I saw the infectious disease doctor yesterday and he told me my latest blood cultures are negative. I have no infection. Since I’m halfway through the antibiotic infusion treatment, he recommended that in an excess of caution I finish it. So: one more week wearing the bag, and then I can be normal again. Thank whatever powers there may be!
When you share medical information with friends, as I have done here, said friends take delight in sharing horror stories with you. My friends came through in grand style. Their tales filled me with dire imaginings. I grew feverish. I could feel my bones rotting away. I could hear the swish of the grim reaper’s robe as he shuffled toward me in the dark.
Today, I feel great. I’m back on the ball at PT, where I can now pedal forward on the stationary bike for a full ten minutes, cheerful once again at home, sleeping well. Well, aside from my achey knee, which still wakes me up from time to time, but I’ve been oxycodone-free for a week now. Life is good again, full of promise. I should be back at the air museum in a couple of weeks, and riding my bike in no time.
But if you think I’m in a big hurry to get my second knee replaced, think again. I had no idea surgery was so risky these days. Tell you what, if you’re considering elective surgery, don’t do it if you absolutely don’t need it. The longer you stay in hospital … the longer you’ll stay in hospital.
*Okay, one story: I once led a four-ship of F-15s from Soesterberg AB in the Netherlands across the Atlantic and down the east coast to Eglin AFB in Florida. It was about a ten-hour flight, with two air refueling tankers to escort us and keep our tanks topped off. You can’t fly that long without peeing; I filled three bags during the flight. When we took off we each had a box lunch containing sandwiches and cans of juice. I don’t know where the other guys stowed their full piddle packs, but I put mine inside my now-empty lunch box and shoved it to the back of the right console, where it sat on top of the map case.

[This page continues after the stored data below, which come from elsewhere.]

use crate::{
    db::DbPool,
    entities::{customer, order, BusinessType},
    errors::ServiceError,
    services::{clean, contains_ci, non_empty, PageRequest},
};
use chrono::Utc;
use sea_orm::{
    ActiveModelTrait, ColumnTrait, Condition, ConnectionTrait, EntityTrait, PaginatorTrait,
    QueryFilter, QueryOrder, QuerySelect, Set,
};
use serde::{Deserialize, Serialize};
use std::sync::Arc;
use tracing::{info, instrument};
use utoipa::{IntoParams, ToSchema};
use uuid::Uuid;
use validator::Validate;

/// List/export filters for customers
#[derive(Debug, Clone, Default, Deserialize, Serialize, IntoParams)]
#[into_params(parameter_in = Query)]
pub struct CustomerFilter {
    /// Matches business name, contact name, email or phone
    pub search: Option<String>,
    /// Business type code or label
    pub business_type: Option<String>,
    pub city: Option<String>,
    pub is_active: Option<bool>,
}

impl CustomerFilter {
    pub fn condition(&self) -> Result<Condition, ServiceError> {
        let mut cond = Condition::all();

        if let Some(term) = non_empty(self.search.as_deref()) {
            cond = cond.add(
                Condition::any()
                    .add(contains_ci(
                        (customer::Entity, customer::Column::BusinessName),
                        term,
                    ))
                    .add(contains_ci(
                        (customer::Entity, customer::Column::ContactName),
                        term,
                    ))
                    .add(contains_ci((customer::Entity, customer::Column::Email), term))
                    .add(contains_ci((customer::Entity, customer::Column::Phone), term)),
            );
        }
        if let Some(raw) = non_empty(self.business_type.as_deref()) {
            cond = cond.add(customer::Column::BusinessType.eq(parse_business_type(raw)?));
        }
        if let Some(city) = non_empty(self.city.as_deref()) {
            cond = cond.add(contains_ci((customer::Entity, customer::Column::City), city));
        }
        if let Some(active) = self.is_active {
            cond = cond.add(customer::Column::IsActive.eq(active));
        }

        Ok(cond)
    }
}

pub(crate) fn parse_business_type(raw: &str) -> Result<BusinessType, ServiceError> {
    BusinessType::parse(raw)
        .ok_or_else(|| ServiceError::ValidationError(format!("Unknown business type '{}'", raw.trim())))
}

pub(crate) fn normalize_email(email: &str) -> String {
    email.trim().to_lowercase()
}

#[derive(Debug, Clone, Deserialize, Validate, ToSchema)]
pub struct CreateCustomer {
    #[validate(length(min = 1, max = 200, message = "Business name must be between 1 and 200 characters"))]
    pub business_name: String,
    #[validate(length(max = 200))]
    pub contact_name: Option<String>,
    #[validate(email(message = "Invalid email address"))]
    pub email: String,
    #[validate(length(max = 50))]
    pub phone: Option<String>,
    pub address: Option<String>,
    #[validate(length(max = 120))]
    pub city: Option<String>,
    /// Code (`bar`) or label (`Bar / Pub`)
    #[schema(example = "restaurant")]
    pub business_type: String,
    #[validate(length(max = 64))]
    pub tax_id: Option<String>,
    pub notes: Option<String>,
    pub is_active: Option<bool>,
}

/// Partial update; absent fields are left unchanged
#[derive(Debug, Clone, Default, Deserialize, Validate, ToSchema)]
pub struct UpdateCustomer {
    #[validate(length(min = 1, max = 200, message = "Business name must be between 1 and 200 characters"))]
    pub business_name: Option<String>,
    #[validate(length(max = 200))]
    pub contact_name: Option<String>,
    #[validate(email(message = "Invalid email address"))]
    pub email: Option<String>,
    #[validate(length(max = 50))]
    pub phone: Option<String>,
    pub address: Option<String>,
    #[validate(length(max = 120))]
    pub city: Option<String>,
    pub business_type: Option<String>,
    #[validate(length(max = 64))]
    pub tax_id: Option<String>,
    pub notes: Option<String>,
    pub is_active: Option<bool>,
}

/// Service for managing customers
#[derive(Clone)]
pub struct CustomerService {
    db_pool: Arc<DbPool>,
}

impl CustomerService {
    pub fn new(db_pool: Arc<DbPool>) -> Self {
        Self { db_pool }
    }

    /// Lists customers ordered by business name
    #[instrument(skip(self))]
    pub async fn list(
        &self,
        filter: &CustomerFilter,
        page: PageRequest,
    ) -> Result<(Vec<customer::Model>, u64), ServiceError> {
        let db = &*self.db_pool;
        let paginator = customer::Entity::find()
            .filter(filter.condition()?)
            .order_by_asc(customer::Column::BusinessName)
            .paginate(db, page.per_page);

        let total = paginator.num_items().await?;
        let customers = paginator.fetch_page(page.index()).await?;
        Ok((customers, total))
    }

    /// All matching customers up to `limit`, for exports
    #[instrument(skip(self))]
    pub async fn list_all(
        &self,
        filter: &CustomerFilter,
        limit: u64,
    ) -> Result<Vec<customer::Model>, ServiceError> {
        let db = &*self.db_pool;
        Ok(customer::Entity::find()
            .filter(filter.condition()?)
            .order_by_asc(customer::Column::BusinessName)
            .limit(limit)
            .all(db)
            .await?)
    }

    #[instrument(skip(self))]
    pub async fn get(&self, id: Uuid) -> Result<customer::Model, ServiceError> {
        let db = &*self.db_pool;
        customer::Entity::find_by_id(id)
            .one(db)
            .await?
            .ok_or_else(|| ServiceError::NotFound(format!("Customer {} not found", id)))
    }

    pub async fn find_by_email<C: ConnectionTrait>(
        db: &C,
        email: &str,
    ) -> Result<Option<customer::Model>, ServiceError> {
        Ok(customer::Entity::find()
            .filter(customer::Column::Email.eq(normalize_email(email)))
            .one(db)
            .await?)
    }

    #[instrument(skip(self, input), fields(email = %input.email))]
    pub async fn create(&self, input: CreateCustomer) -> Result<customer::Model, ServiceError> {
        input.validate()?;
        let db = &*self.db_pool;
        let created = Self::insert(db, input).await?;
        info!(customer_id = %created.id, "customer created");
        Ok(created)
    }

    /// Inserts a validated customer on the given connection
    pub async fn insert<C: ConnectionTrait>(
        db: &C,
        input: CreateCustomer,
    ) -> Result<customer::Model, ServiceError> {
        let business_type = parse_business_type(&input.business_type)?;
        let email = normalize_email(&input.email);

        if Self::find_by_email(db, &email).await?.is_some() {
            return Err(ServiceError::Conflict(format!(
                "A customer with email {} already exists",
                email
            )));
        }

        let now = Utc::now();
        let model = customer::ActiveModel {
            id: Set(Uuid::new_v4()),
            business_name: Set(input.business_name.trim().to_string()),
            contact_name: Set(clean(input.contact_name)),
            email: Set(email.clone()),
            phone: Set(clean(input.phone)),
            address: Set(clean(input.address)),
            city: Set(clean(input.city)),
            business_type: Set(business_type),
            tax_id: Set(clean(input.tax_id)),
            notes: Set(clean(input.notes)),
            is_active: Set(input.is_active.unwrap_or(true)),
            created_at: Set(now),
            updated_at: Set(now),
        };

        model.insert(db).await.map_err(|e| {
            ServiceError::from_db_with_conflict(
                e,
                format!("A customer with email {} already exists", email),
            )
        })
    }

    #[instrument(skip(self, input))]
    pub async fn update(
        &self,
        id: Uuid,
        input: UpdateCustomer,
    ) -> Result<customer::Model, ServiceError> {
        input.validate()?;
        let db = &*self.db_pool;
        let existing = self.get(id).await?;
        let mut model: customer::ActiveModel = existing.clone().into();

        if let Some(name) = input.business_name {
            model.business_name = Set(name.trim().to_string());
        }
        if let Some(email) = input.email {
            let email = normalize_email(&email);
            if email != existing.email {
                if let Some(other) = Self::find_by_email(db, &email).await? {
                    if other.id != id {
                        return Err(ServiceError::Conflict(format!(
                            "A customer with email {} already exists",
                            email
                        )));
                    }
                }
            }
            model.email = Set(email);
        }
        if let Some(raw) = input.business_type {
            model.business_type = Set(parse_business_type(&raw)?);
        }
        if input.contact_name.is_some() {
            model.contact_name = Set(clean(input.contact_name));
        }
        if input.phone.is_some() {
            model.phone = Set(clean(input.phone));
        }
        if input.address.is_some() {
            model.address = Set(clean(input.address));
        }
        if input.city.is_some() {
            model.city = Set(clean(input.city));
        }
        if input.tax_id.is_some() {
            model.tax_id = Set(clean(input.tax_id));
        }
        if input.notes.is_some() {
            model.notes = Set(clean(input.notes));
        }
        if let Some(active) = input.is_active {
            model.is_active = Set(active);
        }
        model.updated_at = Set(Utc::now());

        let updated = model
            .update(db)
            .await
            .map_err(|e| ServiceError::from_db_with_conflict(e, "Customer email already in use"))?;
        info!(customer_id = %id, "customer updated");
        Ok(updated)
    }

    /// Deletes a customer that has no orders
    #[instrument(skip(self))]
    pub async fn delete(&self, id: Uuid) -> Result<customer::Model, ServiceError> {
        let db = &*self.db_pool;
        let existing = self.get(id).await?;

        let order_count = order::Entity::find()
            .filter(order::Column::CustomerId.eq(id))
            .count(db)
            .await?;
        if order_count > 0 {
            return Err(ServiceError::Conflict(format!(
                "Customer has {} order(s) and cannot be deleted; deactivate it instead",
                order_count
            )));
        }

        customer::Entity::delete_by_id(id)
            .exec(db)
            .await
            .map_err(|e| ServiceError::from_db_with_conflict(e, "Customer is still referenced"))?;
        info!(customer_id = %id, "customer deleted");
        Ok(existing)
    }
}

#[cfg(test)]
mod tests {
    use super::*;

    #[test]
    fn filter_rejects_unknown_business_type() {
        let filter = CustomerFilter {
            business_type: Some("spaceport".into()),
            ..Default::default()
        };
        assert!(matches!(
            filter.condition(),
            Err(ServiceError::ValidationError(_))
        ));
    }

    #[test]
    fn filter_accepts_label_or_code() {
        for raw in ["Bar / Pub", "bar", " BAR "] {
            let filter = CustomerFilter {
                business_type: Some(raw.into()),
                ..Default::default()
            };
            assert!(filter.condition().is_ok(), "{raw} should be accepted");
        }
    }

    #[test]
    fn emails_are_normalized() {
        assert_eq!(normalize_email("  Orders@Example.COM "), "orders@example.com");
    }
}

When we landed at Eglin we had to clear customs. Ground control directed us to stay in our cockpits, engines running and canopies down, until the US Customs inspectors arrived. We tried to comply but it was a hot Florida day, maybe 90 degrees and 90 percent humidity, and we were all wearing poopie suits (full-body watertight rubber suits designed to keep us alive one or two minutes longer than we’d otherwise survive should we have to bail out into frigid North Atlantic waters) under our flight suits. We were starting to sweat ourselves to death. After waiting five minutes with no customs truck in sight, I signaled my wingmen to open canopies, shut down, and deplane. Each of us went directly to the shade under our wings, where we stripped off our boots and flight suits, then peeled off our poopie suits, then zipped ourselves back into our flight suits. And that’s when the customs truck finally pulled up. Two enraged agents jumped out and started yelling at us. I said, yell at me, I’m the flight lead and I told my guys to get out. So they yelled at me for a while. And then one of them shinnied up the crew ladder to my cockpit and climbed back down with a box in his hand. “What’s this?” he demanded, as he opened the lid and pulled out one of the bags. As soon as he realized what it was he dropped it to the ramp, along with the box and the two remaining bags. Lord, it was hard keeping a straight face.
They asked us a few questions, cleared us, and left. They didn’t go back up any crew ladders to look into the large spaces behind each of our ejection seats. Which were stuffed with Dutch cheese and bottles of German wine.
Obviously this story begs a follow-on question: what do fighter pilots do when they have to shit? Answer: they don’t.